昼前の強い日差しが会社の窓から入ってくる中、デスクに座った私はピクリとも動かず、生気ゼロの表情の口元が何の感情も無いように勝手に開き、これまたオートでため息が出る。


かれこれ2時間はこんな調子だが、誰もそれを咎めようとはしない。


何故なら、そもそも仕事が無いのである。
前述した様に凄いスペックのマイクロチップを埋め込み管理している時代。
パソコンの能力も昔とは段違いのスペックを誇っており、税務署の事務作業は全てスーパーコンピュータが行うので、我々人間のする仕事は、そのスーパーコンピュータが起こすはずの無い[エラー]をチェックしたり、データをUSBにコピーする程度。

ほぼ無駄な人員だと誰が見ても思う。

しかし、この時代、こういう仕事に金を割かないと会社員相手にしている飲食店などが潰れてしまう為、国が立てている対策である。
公務員のほとんどはほぼ無意味な時間を机に座って過ごす。

波平さんの机より何も置かれていない机。

そんな殺風景な光景を座って過ごし金をもらう地獄の様な日々の唯一の楽しみ、、、

それが『ドリームキャスト』(通称・ドリキャス)のゲーム内での、自由に地をかけ空を飛びモンスターと戦う冒険だった訳だが、そんな私の楽しみも昨夜、奪われてしまったのだ。

私は昨日見た悪夢の続きを思い出していた。




           ❇︎





   『ようこそ。世界一、暇な職場へ』

赤い髪の少女の見た目をした魔王軍の頭領が優しく言い放つと私は、鉄を易々と切り裂けそうな長く黒い爪を携えたその両手で頭を抱え、牙を剥き出しにして叫んだ。

「いやいや!急に魔王になれなんて無理だって!」

その言葉とは裏腹に私の姿はすっかり魔王だ。

その体は人間の1.5倍ほどの大きさで全体的に青白く裸の上半身にはタトゥーの様な謎の紋様が刻まれており、両肩にはそれぞれ一本の太いツノが天に向かって突き出している。
私はあまりの事に膝から崩れ落ちたが、獣の様な黒い毛で覆われた筋肉質なその足が衝撃で床にヒビを走らせた。
半泣きのその目も血の様に赤い。
先程まで戦っていた竜の姿は最終形態で本来なら物凄く追い詰められた時になる姿の様だ。
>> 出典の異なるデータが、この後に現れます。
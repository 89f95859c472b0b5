//! File-entry descriptors for completed downloads.
//!
//! The transfer engine treats the descriptor as opaque JSON; the host decides
//! what it means. [`LocalFileDescriber`] produces the usual local file entry.

use std::path::{Path, PathBuf};

use async_trait::async_trait;
use serde::Serialize;
use serde_json::Value;

/// Builds a descriptor for a file that was just written.
#[async_trait]
pub trait FileDescriber: Send + Sync {
    /// Describes the file at `path`.
    ///
    /// # Errors
    ///
    /// Returns an IO error when the file cannot be inspected.
    async fn describe(&self, path: &Path) -> std::io::Result<Value>;
}

/// Local file entry as reported to the host.
#[derive(Debug, Clone, PartialEq, Eq, Serialize)]
#[serde(rename_all = "camelCase")]
pub struct FileEntry {
    pub is_file: bool,
    pub is_directory: bool,
    pub name: String,
    pub full_path: PathBuf,
}

/// Describes files by their on-disk metadata.
#[derive(Debug, Clone, Copy, Default)]
pub struct LocalFileDescriber;

#[async_trait]
impl FileDescriber for LocalFileDescriber {
    async fn describe(&self, path: &Path) -> std::io::Result<Value> {
        let metadata = tokio::fs::metadata(path).await?;
        let full_path = tokio::fs::canonicalize(path).await?;
        let entry = FileEntry {
            is_file: metadata.is_file(),
            is_directory: metadata.is_dir(),
            name: full_path
                .file_name()
                .map(|name| name.to_string_lossy().into_owned())
                .unwrap_or_default(),
            full_path,
        };
        serde_json::to_value(entry).map_err(std::io::Error::other)
    }
}
//! Netscape cookie file parsing.
//!
//! Each data line carries 7 TAB-separated fields:
//! `domain`, `include_subdomains`, `path`, `secure`, `expires`, `name`, `value`.
//! Parsed cookies are loaded into a `reqwest::cookie::Jar`, which uploads
//! consult through the `CookieStore` trait.

use std::fmt;
use std::io::BufRead;
use std::sync::Arc;
use std::time::{Duration, UNIX_EPOCH};

use reqwest::cookie::Jar;
use tracing::{debug, instrument, warn};
use url::Url;

/// One cookie from a cookie file. The value is redacted in `Debug`.
#[derive(Clone)]
pub struct StoredCookie {
    pub domain: String,
    pub include_subdomains: bool,
    pub path: String,
    pub secure: bool,
    /// Unix timestamp; 0 means session cookie.
    pub expires: u64,
    pub name: String,
    value: String,
}

impl StoredCookie {
    /// Cookie value. Never log it.
    #[must_use]
    pub fn value(&self) -> &str {
        &self.value
    }
}

impl fmt::Debug for StoredCookie {
    fn fmt(&self, f: &mut fmt::Formatter<'_>) -> fmt::Result {
        f.debug_struct("StoredCookie")
            .field("domain", &self.domain)
            .field("include_subdomains", &self.include_subdomains)
            .field("path", &self.path)
            .field("secure", &self.secure)
            .field("expires", &self.expires)
            .field("name", &self.name)
            .field("value", &"[REDACTED]")
            .finish()
    }
}

/// Errors that can occur while reading a cookie file.
#[derive(Debug, thiserror::Error)]
pub enum CookieError {
    /// A data line could not be parsed.
    #[error("line {line_number}: {reason}")]
    InvalidLine {
        /// 1-based line number.
        line_number: usize,
        /// What was wrong.
        reason: String,
    },

    /// Reading the file failed.
    #[error("failed to read cookie file: {0}")]
    Io(#[from] std::io::Error),

    /// The file had data lines but none of them parsed.
    #[error("no valid cookies found ({malformed_count} lines failed to parse)")]
    NoCookiesFound {
        /// Number of malformed lines.
        malformed_count: usize,
    },
}

/// Cookies parsed from a file plus per-line warnings.
#[derive(Debug, Default)]
pub struct CookieFile {
    pub cookies: Vec<StoredCookie>,
    pub warnings: Vec<(usize, String)>,
}

/// Parses a Netscape-format cookie file.
///
/// Blank lines and `#` comments are skipped. Malformed lines become warnings
/// as long as at least one cookie parses.
///
/// # Errors
///
/// Returns [`CookieError::Io`] on read failure, or
/// [`CookieError::NoCookiesFound`] when every data line is malformed.
#[instrument(level = "debug", skip(reader))]
pub fn parse_netscape_cookies(reader: impl BufRead) -> Result<CookieFile, CookieError> {
    let mut parsed = CookieFile::default();
    let mut data_lines = 0;

    for (idx, line_result) in reader.lines().enumerate() {
        let line_number = idx + 1;
        let line = line_result?;
        let line = line.trim_end();
        if line.is_empty() || line.starts_with('#') {
            continue;
        }
        data_lines += 1;

        match parse_cookie_line(line, line_number) {
            Ok(cookie) => {
                debug!(line = line_number, domain = %cookie.domain, name = %cookie.name, "parsed cookie");
                parsed.cookies.push(cookie);
            }
            Err(e) => {
                warn!(line = line_number, reason = %e, "skipping malformed cookie line");
                parsed.warnings.push((line_number, e.to_string()));
            }
        }
    }

    if parsed.cookies.is_empty() && data_lines > 0 {
        return Err(CookieError::NoCookiesFound {
            malformed_count: parsed.warnings.len(),
        });
    }
    Ok(parsed)
}

fn parse_cookie_line(line: &str, line_number: usize) -> Result<StoredCookie, CookieError> {
    let invalid = |reason: String| CookieError::InvalidLine {
        line_number,
        reason,
    };

    let fields: Vec<&str> = line.split('\t').collect();
    let [domain, include_subdomains, path, secure, expires, name, value] = fields.as_slice() else {
        return Err(invalid(format!(
            "expected 7 TAB-separated fields, found {}",
            fields.len()
        )));
    };

    if domain.is_empty() {
        return Err(invalid("domain field is empty".to_string()));
    }
    if name.is_empty() {
        return Err(invalid("cookie name field is empty".to_string()));
    }
    let expires = expires
        .parse::<u64>()
        .map_err(|_| invalid(format!("expires must be a non-negative integer, got '{expires}'")))?;

    Ok(StoredCookie {
        domain: domain.to_string(),
        include_subdomains: parse_flag(include_subdomains).ok_or_else(|| {
            invalid(format!("include_subdomains must be TRUE or FALSE, got '{include_subdomains}'"))
        })?,
        path: path.to_string(),
        secure: parse_flag(secure)
            .ok_or_else(|| invalid(format!("secure must be TRUE or FALSE, got '{secure}'")))?,
        expires,
        name: name.to_string(),
        value: value.to_string(),
    })
}

fn parse_flag(value: &str) -> Option<bool> {
    match value {
        "TRUE" => Some(true),
        "FALSE" => Some(false),
        _ => None,
    }
}

/// Loads cookies into a jar suitable for `Uploader::with_cookie_store`.
#[instrument(level = "debug", skip(cookies))]
pub fn load_cookies_into_jar(cookies: &[StoredCookie]) -> Arc<Jar> {
    let jar = Arc::new(Jar::default());

    for cookie in cookies {
        let host = cookie.domain.trim_start_matches('.');
        let scheme = if cookie.secure { "https" } else { "http" };
        match Url::parse(&format!("{scheme}://{host}{}", cookie.path)) {
            Ok(origin) => {
                jar.add_cookie_str(&set_cookie_string(cookie), &origin);
                debug!(domain = %cookie.domain, name = %cookie.name, "loaded cookie into jar");
            }
            Err(_) => {
                warn!(domain = %cookie.domain, name = %cookie.name, "skipping cookie with unparseable domain");
            }
        }
    }

    jar
}

fn set_cookie_string(cookie: &StoredCookie) -> String {
    let mut parts = vec![
        format!("{}={}", cookie.name, cookie.value()),
        format!("Path={}", cookie.path),
    ];
    if cookie.include_subdomains {
        parts.push(format!("Domain={}", cookie.domain));
    }
    if cookie.secure {
        parts.push("Secure".to_string());
    }
    if cookie.expires > 0
        && let Some(expires_at) = UNIX_EPOCH.checked_add(Duration::from_secs(cookie.expires))
    {
        parts.push(format!("Expires={}", httpdate::fmt_http_date(expires_at)));
    }
    parts.join("; ")
}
「次の勇者に倒されるまでこのままって、一体何して過ごせばいいんだよ!?勇者が現れなかったら一生このままなのか!?なぁ、今からでも元に戻してくれよ!!」


赤髪の女の子の両肩を掴み揺らしながら泣きつく魔王。

『彼女を困らせないで下さい。一応、彼女も我々運営側の人間ですが、あくまでもサポートの為に雇われているアルバイトなんでね。ここからは私が彼女に変わり説明しましょう』

カンに触る嫌に高い声が部屋に響き渡る。

「誰だ!?」
声の主を探す。

すると、その声の主は頭領の女の子が着ているローブのフード部分から飛び出した。

『この度は魔王の討伐、そして魔王の就任おめでとうございます』

そう言いながらそいつは私の周りをぐるっと飛んで回ってみせた。

色は紫。テニスボール程度の大きさに真ん中に大きな目玉が一つ。体より大きなコウモリの様な羽をパタパタさせて飛んでいる。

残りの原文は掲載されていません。